具体优化如下:在低数据量集的时候使用单线程处理,避免线程切换带来的额外开销。在数据量较大时采用分段的形式将数据量平均分为N份,每份添加一个线程进行处理,避免了大量数据及并发情况下,任务大量积压在线程池阻塞队列中无法执行的情况。
解决方案1经过上述的优化之后,确实提升了该任务的执行效率以及资源利用情况。但是上述的bug问题并没有被解决。于是可以排除是因创建大量线程/或大量线程积压在阻塞队列中引发的异常问题。
经过进一步排查,发现其实并不是程序代码导致的该问题,通过观察mongoDB机器的负载情况,偶然出现上述bug情况时,多是因为其他程序执行了高IO任务,占据了大量的资源。
于是猜想,应该是mongoDB主从同步时,因为其他操作导致性能较差,于是同步的速度很慢,进而导致主从数据不一致的情况。
这里简单介绍一下mongoDB的master-slave模式,该模式核心其实是replication,通过建立多个mongoDB节点(一master多slave),master节点向外提供写请求,slave节点负责读请求,来达到读写分离提升性能,并达到高可用的目的。其中master节点写了数据之后, 会异步的将数据同步到其他slave节点。
mongoDB主从模式示意图其实这是典型CAP问题,一致性(Consistency),可用性(Availability),分区容忍性(Partition tolerance)三者只能取其二,mongoDB的主从复制模式,实际上是取了A和P而放弃了C,仅仅保证最终一致性。其实无论负载如何, 数据不一致的延迟的是一定存在的,不过是时间长短而已。而上述业务场景中需要数据的一致性,来保证进行匹配的时候能拿到所有写进入的数据。
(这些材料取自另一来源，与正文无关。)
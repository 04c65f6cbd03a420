use crate::models::BasisSnapshot;

pub const NO_BASIS_DATA: &str = "No basis data available yet";

/// Basis-percent points of one symbol pair, `[unix_seconds, basis_percent]`
#[derive(Debug, Clone, PartialEq)]
pub struct BasisSeries {
    pub pair: String,
    pub points: Vec<[f64; 2]>,
}

/// What the basis section shows
#[derive(Debug, Clone, PartialEq)]
pub enum BasisPanel {
    Placeholder(&'static str),
    Chart(Vec<BasisSeries>),
}

impl BasisPanel {
    pub fn from_snapshots(snapshots: &[BasisSnapshot]) -> Self {
        if snapshots.is_empty() {
            BasisPanel::Placeholder(NO_BASIS_DATA)
        } else {
            BasisPanel::Chart(BasisSeries::group(snapshots))
        }
    }
}

impl BasisSeries {
    /// One series per pair, pairs in first-seen order, points oldest first
    pub fn group(snapshots: &[BasisSnapshot]) -> Vec<BasisSeries> {
        let mut series: Vec<(BasisSeries, Vec<(i64, f64)>)> = Vec::new();

        for snapshot in snapshots {
            let pair = snapshot.pair();
            let sample = (snapshot.timestamp.timestamp_micros(), snapshot.basis_percent);
            match series.iter_mut().find(|(s, _)| s.pair == pair) {
                Some((_, samples)) => samples.push(sample),
                None => series.push((BasisSeries { pair, points: Vec::new() }, vec![sample])),
            }
        }

        series
            .into_iter()
            .map(|(mut s, mut samples)| {
                samples.sort_by_key(|(micros, _)| *micros);
                s.points = samples
                    .into_iter()
                    .map(|(micros, basis)| [micros as f64 / 1_000_000.0, basis])
                    .collect();
                s
            })
            .collect()
    }
}

#[cfg(test)]
mod tests {
    use super::*;
    use crate::ui::data::fixtures::snapshot;

    #[test]
    fn test_empty_snapshots_show_placeholder() {
        assert_eq!(BasisPanel::from_snapshots(&[]), BasisPanel::Placeholder(NO_BASIS_DATA));
    }

    #[test]
    fn test_two_pairs_make_two_sorted_series() {
        let snapshots = vec![
            snapshot("BTC-USD", "BTC-PERP", 20, 0.52),
            snapshot("ETH-USD", "ETH-PERP", 20, 0.31),
            snapshot("BTC-USD", "BTC-PERP", 10, 0.50),
            snapshot("ETH-USD", "ETH-PERP", 10, 0.30),
            snapshot("BTC-USD", "BTC-PERP", 0, 0.48),
        ];

        let BasisPanel::Chart(series) = BasisPanel::from_snapshots(&snapshots) else {
            panic!("expected a chart");
        };

        assert_eq!(series.len(), 2);
        assert_eq!(series[0].pair, "BTC-USD/BTC-PERP");
        assert_eq!(series[1].pair, "ETH-USD/ETH-PERP");
        assert_eq!(series[0].points.len(), 3);
        assert_eq!(series[1].points.len(), 2);

        for s in &series {
            assert!(s.points.windows(2).all(|w| w[0][0] <= w[1][0]));
        }
        assert_eq!(series[0].points[0][1], 0.48);
        assert_eq!(series[0].points[2][1], 0.52);
    }

    #[test]
    fn test_same_symbols_different_pair_are_distinct() {
        let snapshots = vec![
            snapshot("BTC-USD", "BTC-PERP", 0, 0.5),
            snapshot("BTC-USD", "BTC-0927", 0, 1.2),
        ];
        assert_eq!(BasisSeries::group(&snapshots).len(), 2);
    }
}
use eframe::egui;

use crate::common::format::helpers::format_thousands;
use crate::models::{Position, Strategy, Trade};

pub const POSITION_COLUMNS: [&str; 6] = ["Symbol", "Side", "Size", "Entry Price", "Mark Price", "Unrealized P/L"];
pub const STRATEGY_COLUMNS: [&str; 6] = ["ID", "Spot", "Future", "Target Basis", "Max Position", "Active"];
pub const TRADE_COLUMNS: [&str; 9] = [
    "ID", "Strategy", "Side", "Size", "Spot Price", "Future Price", "Basis", "Status", "Created At",
];

pub fn position_rows(positions: &[Position]) -> Vec<Vec<String>> {
    positions
        .iter()
        .map(|p| {
            vec![
                p.symbol.clone(),
                p.side.to_string(),
                format!("{:.4}", p.size),
                format_thousands(p.entry_price, 2),
                format_thousands(p.mark_price, 2),
                format!("{:+.2}", p.unrealized_pl),
            ]
        })
        .collect()
}

pub fn strategy_rows(strategies: &[Strategy]) -> Vec<Vec<String>> {
    strategies
        .iter()
        .map(|s| {
            vec![
                s.id.clone(),
                s.spot_symbol.clone(),
                s.future_symbol.clone(),
                format!("{:.2}%", s.target_basis),
                format!("{:.4}", s.max_position),
                if s.is_active { "✔".to_string() } else { "✘".to_string() },
            ]
        })
        .collect()
}

pub fn trade_rows(trades: &[Trade]) -> Vec<Vec<String>> {
    trades
        .iter()
        .map(|t| {
            vec![
                t.id.clone(),
                t.strategy_id.clone(),
                t.side.clone(),
                format!("{:.4}", t.size),
                format_thousands(t.spot_price, 2),
                format_thousands(t.future_price, 2),
                format!("{:.2}", t.basis),
                t.status.clone(),
                t.created_at.format("%Y-%m-%d %H:%M:%S").to_string(),
            ]
        })
        .collect()
}

/// Striped grid with a bold header row
pub fn render_table(ui: &mut egui::Ui, id: &str, columns: &[&str], rows: &[Vec<String>]) {
    egui::ScrollArea::horizontal().id_salt(format!("{}_scroll", id)).show(ui, |ui| {
        egui::Grid::new(id)
            .striped(true)
            .num_columns(columns.len())
            .spacing([12.0, 4.0])
            .show(ui, |ui| {
                for column in columns {
                    ui.label(egui::RichText::new(*column).strong());
                }
                ui.end_row();

                for row in rows {
                    for cell in row {
                        ui.label(egui::RichText::new(cell).monospace());
                    }
                    ui.end_row();
                }
            });
    });
}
这里其实可以通过在程序中sleep或者引入重试机制来等待mongoDB进行消息的同步。
但是这种处理方式其实并不好,mongoDB实际上有处理该问题的API,{w: "majority"},即写的时候阻塞到写到大多数结点写完才算完成。有了这点还是不够的,因为你要读的从结点并不能保证一定在“大多数”之内。为了保证读结点在“大多数”之内{readConcern: "majority"}——多数结点有的才算有。但是这样的话一个请求要压在大多数节点上,违背了读写分离,分散数据库压力的初衷,而且也将写操作趋近于同步,影响性能。 于是单独搞了一个可以保证数据一致性的connection,以便需要数据一致性的时候使用,而其他操作则不使用该操作。